Skólapúlsinn: Educational Assessment

Friday, July 3rd, 02009 at 03:30 UTC

In the fall of 02007, a friend Kristján and I met over dinner with one of his colleagues, Almar, where we discussed the possibilities of creating a simple web-based surveying software for schools in Iceland. Between the three of us, we each had a level of expertise which could make this project work. Both Kristján and Almar work in the education field on various aspects of testing, teaching and learning for many years, while I had been programing for the web.

skólapúlsinn logoWe decided to move forward and called the project Skólapúlsinn, which is Icelandic for School Pulse. The concept behind Skólapúlsinn is rather than have a single large test sample once a year, many smaller test samples should be taken continuously through-out the entire school year. Currently, Iceland takes part in the PISA test, which 10th graders take in late May. It assesses how well students have acquired the knowledge and skills essential for full participation in society. Many of the same questions and themes from PISA are reflected in Skólapúlsinn.

There are two major drawbacks to holding a test like PISA only once a year in May, the first being that a single data-point, even with a large group, could easily be swayed if there were any sort of anomaly. Perhaps a tragedy might have struck which impacted the entire 10th grade? The schools “average” would reflect only the outlier rather than the past 9 months. The second major drawback of a May test is that by the time the results are analyzed and returned, school is finished and the students are away on summer vacation. If it turns out there was a major problem with any of the measured scales, it is too late to correct the issues. For instance, learning that there was a truancy problem in the last 9 months doesn’t really make it better since the time to intervene has passed.

Skólapúlsinn attempts to negate these effects by sampling more frequently, thus minimizing any anomalous events, good or bad, and giving a “pulse” to the school on a monthly basis. The school faculty is allowed to interpret and detect issues within the school year. One of the consequences that falls from this is that the schools get to register a baseline result. Without a data point, there is no empirical way that each month can be compared to others. Having a baseline allows a school to know where they stand, so when introducing new initiatives to improve student life, it is possible to see if they are having the intended effects.

As we drafted the project, we decided on a few basic ground rules. Many of which were completely contrary to many of my Web 2.0 ideologies and experiences. Any and all of the data we collect is never turned over to the schools. This is complete vendor-lock-in, the minute they stop paying us, they lose the data. At first, I was very much against this idea, for several reasons: the schools have paid, it is their data and secondly we don’t have the time to grow a business while at the same time chasing silly requests from schools to analyze and interpret the results for them. If they had the raw numbers, they can do with it what they want. The goal of any product should be to make your customers self-sufficient and empower them to act autonomously.

The single reason turning over the data to the schools is impossible is Icelandic data protection laws. This is really the first time I have been on the other-side of the fence. When I use my email address or give my credit card to an online merchant, I want them to be liable when protecting my sensitive data—Skólapúlsinn is now one of those companies. We are collecting sensitive, personal data from and about the students. As a company, we are bound NOT to turn over that data and break the anonymity and trust of the students. Students will only be truthful in their answers when the are guaranteed it will not become public.
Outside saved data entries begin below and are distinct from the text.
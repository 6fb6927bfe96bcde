//! The closed set of badge geometries.
//!
//! Each variant paints a badge region and, when given one, a border region
//! underneath it.

use enum_dispatch::enum_dispatch;

use super::Canvas;
use crate::geometry::{Rect, RectF};
use crate::log;
use crate::types::RadiusFactor;

/// Paints one badge geometry
#[enum_dispatch]
pub trait ShapeRenderer {
    /// Paint the border (if both `border` and `border_paint` are present),
    /// then the badge.
    fn on_draw<C: Canvas>(
        &self,
        canvas: &mut C,
        badge: Rect,
        border: Option<Rect>,
        badge_paint: &C::Paint,
        border_paint: Option<&C::Paint>,
    );
}

/// Shape variants, dispatched without trait objects
#[enum_dispatch(ShapeRenderer)]
#[derive(Debug, Clone, Copy, PartialEq)]
pub enum ShapeKind {
    Oval(OvalShape),
    Rect(RectShape),
    RoundRect(RoundRectShape),
}

impl ShapeKind {
    /// Rounded rect, or the plain rect when `radius_factor` is zero
    pub fn rounded(radius_factor: RadiusFactor) -> ShapeKind {
        if radius_factor.is_zero() {
            RectShape.into()
        } else {
            RoundRectShape { radius_factor }.into()
        }
    }
}

/// Ellipse inscribed in the region; a circle for square regions
#[derive(Debug, Clone, Copy, PartialEq, Eq, Default)]
pub struct OvalShape;

impl ShapeRenderer for OvalShape {
    fn on_draw<C: Canvas>(
        &self,
        canvas: &mut C,
        badge: Rect,
        border: Option<Rect>,
        badge_paint: &C::Paint,
        border_paint: Option<&C::Paint>,
    ) {
        if let (Some(border), Some(paint)) = (border, border_paint) {
            log::trace!(region = %border, "oval border");
            canvas.draw_oval(border.into(), paint);
        }
        log::trace!(region = %badge, "oval badge");
        canvas.draw_oval(badge.into(), badge_paint);
    }
}

#[derive(Debug, Clone, Copy, PartialEq, Eq, Default)]
pub struct RectShape;

impl ShapeRenderer for RectShape {
    fn on_draw<C: Canvas>(
        &self,
        canvas: &mut C,
        badge: Rect,
        border: Option<Rect>,
        badge_paint: &C::Paint,
        border_paint: Option<&C::Paint>,
    ) {
        if let (Some(border), Some(paint)) = (border, border_paint) {
            log::trace!(region = %border, "rect border");
            canvas.draw_rect(border, paint);
        }
        log::trace!(region = %badge, "rect badge");
        canvas.draw_rect(badge, badge_paint);
    }
}

/// Rect with corners rounded by a fraction of half its shorter side.
///
/// Construct through [`ShapeKind::rounded`] so a zero factor collapses to
/// [`RectShape`].
#[derive(Debug, Clone, Copy, PartialEq)]
pub struct RoundRectShape {
    pub radius_factor: RadiusFactor,
}

impl RoundRectShape {
    /// Corner radius for `region`, computed per region so the border ring
    /// gets its own radius.
    pub fn corner_radius(&self, region: &Rect) -> f32 {
        0.5 * region.width().min(region.height()) as f32 * self.radius_factor.raw()
    }
}

impl ShapeRenderer for RoundRectShape {
    fn on_draw<C: Canvas>(
        &self,
        canvas: &mut C,
        badge: Rect,
        border: Option<Rect>,
        badge_paint: &C::Paint,
        border_paint: Option<&C::Paint>,
    ) {
        if let (Some(border), Some(paint)) = (border, border_paint) {
            let r = self.corner_radius(&border);
            log::trace!(region = %border, radius = r, "round rect border");
            canvas.draw_round_rect(RectF::from(border), r, r, paint);
        }
        let r = self.corner_radius(&badge);
        log::trace!(region = %badge, radius = r, "round rect badge");
        canvas.draw_round_rect(RectF::from(badge), r, r, badge_paint);
    }
}
use bevy::{
    app::App,
    ecs::resource::Resource,
    prelude::{Deref, DerefMut},
};
use std::sync::Arc;

use crate::{Settings, SettingsError, SettingsStore};

/// Shared handle to the store, inserted once per app.
#[derive(Resource, Clone)]
pub struct SettingsStoreRef(pub Arc<SettingsStore>);

/// Snapshot of one registered section.
#[derive(Resource, Deref, DerefMut, Clone)]
pub struct SettingsArc<T: Send + Sync + 'static>(pub Arc<T>);

pub trait AppSettingsExt {
    fn insert_settings_store(&mut self, store: SettingsStore) -> &mut Self;

    /// Registers `S` with the store and seeds `SettingsArc<S>`.
    ///
    /// Falls back to `S::default()` when no store was inserted, so plugins
    /// can be exercised in headless apps without a settings file.
    fn register_settings_section<S: Settings>(&mut self) -> Result<&mut Self, SettingsError>;
}

impl AppSettingsExt for App {
    fn insert_settings_store(&mut self, store: SettingsStore) -> &mut Self {
        self.insert_resource(SettingsStoreRef(Arc::new(store)))
    }

    fn register_settings_section<S: Settings>(&mut self) -> Result<&mut Self, SettingsError> {
        let section = match self.world().get_resource::<SettingsStoreRef>() {
            Some(store) => {
                let store = store.0.clone();
                if !store.is_registered::<S>() {
                    store.register::<S>()?;
                }
                store.get::<S>()?
            }
            None => Arc::new(S::default()),
        };
        Ok(self.insert_resource(SettingsArc::<S>(section)))
    }
}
As a company, Skólapúlsinn had to deal with the proper government agencies and comply with Icelandic laws regarding the collection and storage of personal information. We had to remove a few of the questions to meet compliance. Originally, there were several questions dealing with drinking and smoking. These types of questions are considered much more personal and would have put us into a stricter category, since it is technically illegal for students to engage in those activities. Strangely, question about mental health, such as depression, were acceptable to ask and collect, but not substance abuse and physical health. After tweaking the questions and arranging for hosting within the country at the University of Iceland, we fully complied with all the regulation. Our ticket number for persónuvernd.is is S3945 (in Icelandic)

After several meetings around the dinner table and copious amounts of tea and coffee, we launched the project in August 02008 with around 30 schools in Iceland participating. Without additional funding, we developed the project further to meet our customers’ needs collecting data all along the way.

How it works

When a school joins Skólapúslinn, the only requirement is that they have over 40 students total between the grades 6–10. This includes approximately 120 schools within Iceland. Each month the system generates a random cross-sampling of 40 students from each school and only require 80%, or 32, to complete the survey. This was enough to keep the results anonymous and still collect enough data when averaged. We always pull 40 which is more students than strictly necessary, because some might be sick the day they were to be tested, refused to participate, have switched schools, got tired and never completed the survey or any number of other excuses. Having 1-2 student not complete the survey should not invalidate the entire effort, therefore we built in a 20% buffer.

At the beginning of each school year, the school sends home a letter to all the parents of eligible students explaining the project and letting them know their students are enrolled. If they do not want their child to take part, they can send the letter back and we remove them from the system.

Next, we divided the total number of 6th–10th grade students in each school by 40 to determine the number of test months they would participate. If a school has 110 students, that’s 110/40 ~= 2 test months. The months were chosen to be symmetrical between the two semesters. A school with two test months would take a test of 40 random students in October and 40 different random students in April, allowing for the school to get an average over the whole year representing fall and spring semesters evenly. The larger the school, the more test months they would take part in, up to nine test months. In order not to weight any one school more than another, if a school had more than 9 test months, meaning more than 360 students, any extra students were ignored and never pulled. A school of 400 students would still only have 9 test months with 40 random students never participating.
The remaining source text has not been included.